I’m back to working with pymc3 again after a couple of years where I haven’t had the chance to use it, so that is great. But, I’m still a noob when it comes to this and I feel that I get stuck on the same issues I had when I last used it, and that is most models that are more advanced than the basic tutorial stuff on real data always have some issues with the sampling (divergent transitions, low number of effective samples, acceptance probability does not match…). For hierachical glm’s the parameterising using the non-centered parameterisation is awesome and solves a lot of problems, but unfortunately not all problems.

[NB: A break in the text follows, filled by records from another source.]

//! Code in this submodule deals strictly with attention to
//! image dimensions and the types of things that can go wrong
//! with `Dimensions`.
//!

use crate::file_data::FileHeader;

/// `Dimensions` is a simple struct that holds the dimensions
/// of a frame
///
/// `xdim` is the width of the frame
/// `ydim` is the height of the frame
#[derive(PartialEq, Eq, Debug, Clone, Copy)]
pub struct Dimensions {
    pub xdim : usize,
    pub ydim : usize,
}

#[derive(Debug, Clone, PartialEq, Eq, thiserror::Error)]
pub enum DimensionsError {
    #[error("Mismatched dimensions. Requested: ({}, {}), Required: ({}, {})",
        requested.xdim, requested.ydim, required.xdim, required.ydim)]
    MismatchedDimensions{required : Dimensions, requested: Dimensions},
    #[error("Image has a zero-sized dimension ({xdim} x {ydim})")]
    ZeroSized{xdim : usize, ydim : usize},
}

impl Dimensions {
    pub fn new(xdim : usize, ydim : usize) -> Dimensions {
        Dimensions {
            xdim,
            ydim,
        }
    }

    /// Reads the frame size declared in the fixed header.
    /// Both axes must be nonzero.
    pub fn from_header(header : &FileHeader) -> Result<Dimensions, DimensionsError> {
        let (xdim, ydim) = (header.width as usize, header.height as usize);
        if xdim == 0 || ydim == 0 {
            return Err(DimensionsError::ZeroSized { xdim, ydim });
        }
        Ok(Dimensions::new(xdim, ydim))
    }

    /// Returns the dimensions as a tuple (y, x)
    pub fn to_tuple(&self) -> (usize, usize) {
        (self.ydim, self.xdim)
    }

    /// Number of bytes occupied by a frame of `u16` samples
    pub fn pixel_bytes(&self) -> u64 {
        (self.xdim as u64) * (self.ydim as u64) * std::mem::size_of::<u16>() as u64
    }

    /// Errors unless `other` has exactly these dimensions.
    pub fn require(&self, other : &Dimensions) -> Result<(), DimensionsError> {
        if self != other {
            return Err(DimensionsError::MismatchedDimensions {
                required : *self,
                requested : *other,
            });
        }
        Ok(())
    }
}

#[cfg(test)]
mod tests {
    use super::*;

    #[test]
    fn pixel_bytes_are_two_per_sample() {
        assert_eq!(Dimensions::new(2, 3).pixel_bytes(), 12);
        assert_eq!(Dimensions::new(1024, 1024).pixel_bytes(), 2 * 1024 * 1024);
    }

    #[test]
    fn require_reports_both_shapes() {
        let required = Dimensions::new(4, 4);
        let requested = Dimensions::new(4, 2);
        assert!(required.require(&Dimensions::new(4, 4)).is_ok());
        let err = required.require(&requested).unwrap_err();
        assert_eq!(err, DimensionsError::MismatchedDimensions { required, requested });
        assert_eq!(
            err.to_string(),
            "Mismatched dimensions. Requested: (4, 2), Required: (4, 4)"
        );
    }
}
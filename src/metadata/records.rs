//! Record shapes of the tagged metadata block, and a parser for
//! each. Every parser takes the bytes following the tag byte and
//! returns the record along with its `offset`: the number of bytes
//! after the tag that the record occupies. The decoder then moves
//! `offset + 1` bytes forward, whether or not it understood the record.

use binrw::{io::Cursor, BinReaderExt};

use crate::file_data::strings::{decode_cp1252, null_terminated};
use crate::metadata::units::Unit;
use crate::metadata::values::Averaging;

/// Terminates the metadata block
pub const END_TAG : u8 = 255;

/// Tag of the field of view record
pub const FOV_TAG : u8 = 110;

/// Tags of the `name + unit digit, \0, f32` instrument fields.
/// The first group is written by the Bremen instruments, the
/// second by MAX-lab, and 55 (Wehnelt) by ALBA.
pub const STANDARD_TAGS : [u8; 92] = [
    11, 38, 39, 44, 158, 159, 160, 161, 162, 163, 164, 165, 149, 175,
    184, 169, 128, 129, 130, 131, 132, 133, 134, 135, 136, 137, 138,
    140, 141, 142, 143, 144, 145, 146, 147, 148, 150, 151, 152, 153,
    154, 155, 168, 170, 171, 173, 174,
    210, 203, 185, 208, 215, 206, 172, 211, 221, 220, 197, 177,
    178, 180, 181, 202, 190, 191, 194, 195, 196, 214, 198, 199,
    182, 179, 200, 201, 176, 187, 94, 192, 213, 209, 183, 186,
    212, 156, 157, 205, 204, 188, 189, 207,
    55,
];

/// Vacuum gauge tags (`name, \0, unit, \0, f32`)
pub const GAUGE_TAGS : [u8; 7] = [106, 107, 108, 109, 235, 236, 237];

/// Which microchannel plate voltage an `Mcp` record holds
#[derive(Debug, Clone, Copy, PartialEq, Eq)]
pub enum McpPlate {
    Screen,
    ChannelPlate,
}

/// One decoded record of the metadata block.
#[derive(Debug, Clone, PartialEq)]
pub enum MetadataRecord {
    Standard { name : String, value : f32, unit : Unit },
    FieldOfView { text : String, calibration : f32 },
    CameraExposure { seconds : f32, averaging : u8 },
    Gauge { name : String, unit : String, value : f32 },
    StagePosition { x : f32, y : f32 },
    ImageTitle(String),
    MirrorState { index : u8, state : u8 },
    Mcp { plate : McpPlate, volts : f32 },
    /// A tag with no known shape. It is assumed to have no payload.
    Unknown(u8),
}

impl MetadataRecord {
    pub fn averaging(&self) -> Option<Averaging> {
        match self {
            MetadataRecord::CameraExposure { averaging, .. } => Some(Averaging::from_byte(*averaging)),
            _ => None,
        }
    }
}

/// Problems with a single record. `Truncated` means the block ended
/// inside the record; the others still know the record's `offset`
/// so decoding can continue past it.
#[derive(Debug, Clone, PartialEq, Eq, thiserror::Error)]
pub enum RecordError {
    #[error("record with tag {tag} needs {needed} bytes, only {available} remain")]
    Truncated { tag : u8, needed : usize, available : usize },

    #[error("invalid unit code byte {byte:#04x}")]
    InvalidUnit { byte : u8, offset : usize },

    #[error("standard field has no name")]
    EmptyName { offset : usize },
}

impl RecordError {
    /// Where the next record starts (relative to the tag), if known
    pub fn offset(&self) -> Option<usize> {
        match self {
            RecordError::Truncated { .. } => None,
            RecordError::InvalidUnit { offset, .. } => Some(*offset),
            RecordError::EmptyName { offset } => Some(*offset),
        }
    }
}

pub type RecordResult = Result<(MetadataRecord, usize), RecordError>;

/// Parses the payload following a tag byte
pub type RecordParser = fn(u8, &[u8]) -> RecordResult;

fn read_f32(tag : u8, payload : &[u8], at : usize) -> Result<f32, RecordError> {
    let mut cursor = Cursor::new(payload);
    cursor.set_position(at as u64);
    cursor.read_le::<f32>().map_err(|_| RecordError::Truncated {
        tag,
        needed : at + 4,
        available : payload.len(),
    })
}

fn read_u8(tag : u8, payload : &[u8], at : usize) -> Result<u8, RecordError> {
    payload.get(at).copied().ok_or(RecordError::Truncated {
        tag,
        needed : at + 1,
        available : payload.len(),
    })
}

/// `name + unit digit, \0, f32`
pub fn parse_standard_field(tag : u8, payload : &[u8]) -> RecordResult {
    let raw = null_terminated(payload);
    let offset = raw.len() + 5;
    let value = read_f32(tag, payload, raw.len() + 1)?;

    let (&unit_digit, name) = raw.split_last()
        .ok_or(RecordError::EmptyName { offset })?;
    let unit = Unit::from_ascii_digit(unit_digit)
        .ok_or(RecordError::InvalidUnit { byte : unit_digit, offset })?;

    Ok((
        MetadataRecord::Standard { name : decode_cp1252(name), value, unit },
        offset,
    ))
}

/// `text, \0, f32 calibration factor`
pub fn parse_field_of_view(tag : u8, payload : &[u8]) -> RecordResult {
    let raw = null_terminated(payload);
    let calibration = read_f32(tag, payload, raw.len() + 1)?;
    Ok((
        MetadataRecord::FieldOfView { text : decode_cp1252(raw), calibration },
        raw.len() + 5,
    ))
}

/// `f32 seconds, u8 averaging`. The record is always 6 bytes long.
pub fn parse_camera_exposure(tag : u8, payload : &[u8]) -> RecordResult {
    let seconds = read_f32(tag, payload, 0)?;
    let averaging = read_u8(tag, payload, 4)?;
    Ok((MetadataRecord::CameraExposure { seconds, averaging }, 6))
}

/// `name, \0, unit, \0, f32`
pub fn parse_gauge(tag : u8, payload : &[u8]) -> RecordResult {
    let name = null_terminated(payload);
    let rest = payload.get(name.len() + 1..).ok_or(RecordError::Truncated {
        tag,
        needed : name.len() + 1,
        available : payload.len(),
    })?;
    let unit = null_terminated(rest);
    let value = read_f32(tag, payload, name.len() + unit.len() + 2)?;
    Ok((
        MetadataRecord::Gauge {
            name : decode_cp1252(name),
            unit : decode_cp1252(unit),
            value,
        },
        name.len() + unit.len() + 6,
    ))
}

/// Mitutoyo micrometer readings, `f32 x, f32 y` in mm
pub fn parse_stage_position(tag : u8, payload : &[u8]) -> RecordResult {
    let x = read_f32(tag, payload, 0)?;
    let y = read_f32(tag, payload, 4)?;
    Ok((MetadataRecord::StagePosition { x, y }, 8))
}

/// A single null-terminated string
pub fn parse_image_title(_tag : u8, payload : &[u8]) -> RecordResult {
    let raw = null_terminated(payload);
    Ok((MetadataRecord::ImageTitle(decode_cp1252(raw)), raw.len() + 1))
}

/// One state byte, tag 240 is mirror 1 and 242 is mirror 2
pub fn parse_mirror_state(tag : u8, payload : &[u8]) -> RecordResult {
    let state = read_u8(tag, payload, 0)?;
    let index = if tag == 240 { 1 } else { 2 };
    Ok((MetadataRecord::MirrorState { index, state }, 2))
}

/// `f32` volts, tag 243 is the screen and 244 the channelplate
pub fn parse_mcp(tag : u8, payload : &[u8]) -> RecordResult {
    let volts = read_f32(tag, payload, 0)?;
    let plate = if tag == 243 { McpPlate::Screen } else { McpPlate::ChannelPlate };
    Ok((MetadataRecord::Mcp { plate, volts }, 4))
}

const fn build_parser_table() -> [Option<RecordParser>; 256] {
    let mut table : [Option<RecordParser>; 256] = [None; 256];

    let mut i = 0;
    while i < STANDARD_TAGS.len() {
        table[STANDARD_TAGS[i] as usize] = Some(parse_standard_field as RecordParser);
        i += 1;
    }
    let mut i = 0;
    while i < GAUGE_TAGS.len() {
        table[GAUGE_TAGS[i] as usize] = Some(parse_gauge as RecordParser);
        i += 1;
    }

    table[FOV_TAG as usize] = Some(parse_field_of_view as RecordParser);
    table[104] = Some(parse_camera_exposure as RecordParser);
    table[100] = Some(parse_stage_position as RecordParser);
    table[233] = Some(parse_image_title as RecordParser);
    table[240] = Some(parse_mirror_state as RecordParser);
    table[242] = Some(parse_mirror_state as RecordParser);
    table[243] = Some(parse_mcp as RecordParser);
    table[244] = Some(parse_mcp as RecordParser);
    table
}

/// Tag byte -> record parser. `None` for unknown tags and the end tag.
pub static RECORD_PARSERS : [Option<RecordParser>; 256] = build_parser_table();

/// Returns the parser for `tag`, if its shape is known
pub fn parser_for(tag : u8) -> Option<RecordParser> {
    RECORD_PARSERS[tag as usize]
}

So my first question is sort of a general one, how do you go about fixing sampling issues? Are there good tutorials for how to work around common issues in common models? I’ve found quite a lot of material explaining what pathological issues might occur while sampling, but apart from the re-parameterisation mentioned above not a lot on how to actually fix them, but maybe that is a sign on that it is not possible to give general advice?
However, if we want to get more specific, I’m currently trying to implement the Rolling regression model (https://docs.pymc.io/notebooks/GLM-rolling-regression.html) on my own data. So the model looks like:
with pm.Model() as model_randomwalk:
sigma_alpha = pm.Exponential('sigma_alpha', lam=5.)
sigma_beta = pm.Exponential('sigma_beta', lam=5.)
alpha = pm.GaussianRandomWalk('alpha', sigma=sigma_alpha, shape=len(df))
beta = pm.GaussianRandomWalk('beta', sigma=sigma_beta, shape=len(df))
sigma = pm.HalfNormal('sigma', sigma=1)
regression = alpha + beta*df['za']
likelihood = pm.Normal('y', mu=regression, sigma=sigma, observed=df['zs'])
trace_rw = pm.sample(5000, tune=5000, target_accept=.99)
The data is here if anyone want to play with it https://drive.google.com/file/d/1KIEk5NrK7jR5q-uR-tcQExJGxcd_FfCO/view?usp=sharing
My sigma_alpha and sigma_beta parameters does not seem sample well (n effective samples <100, etc). I’ve tried different number of (tuning) steps, different target_accept, different priors, but nothing seems to help. Any tips for what I can do to fix this? Or should I accept that given this data this model is not possible to fit?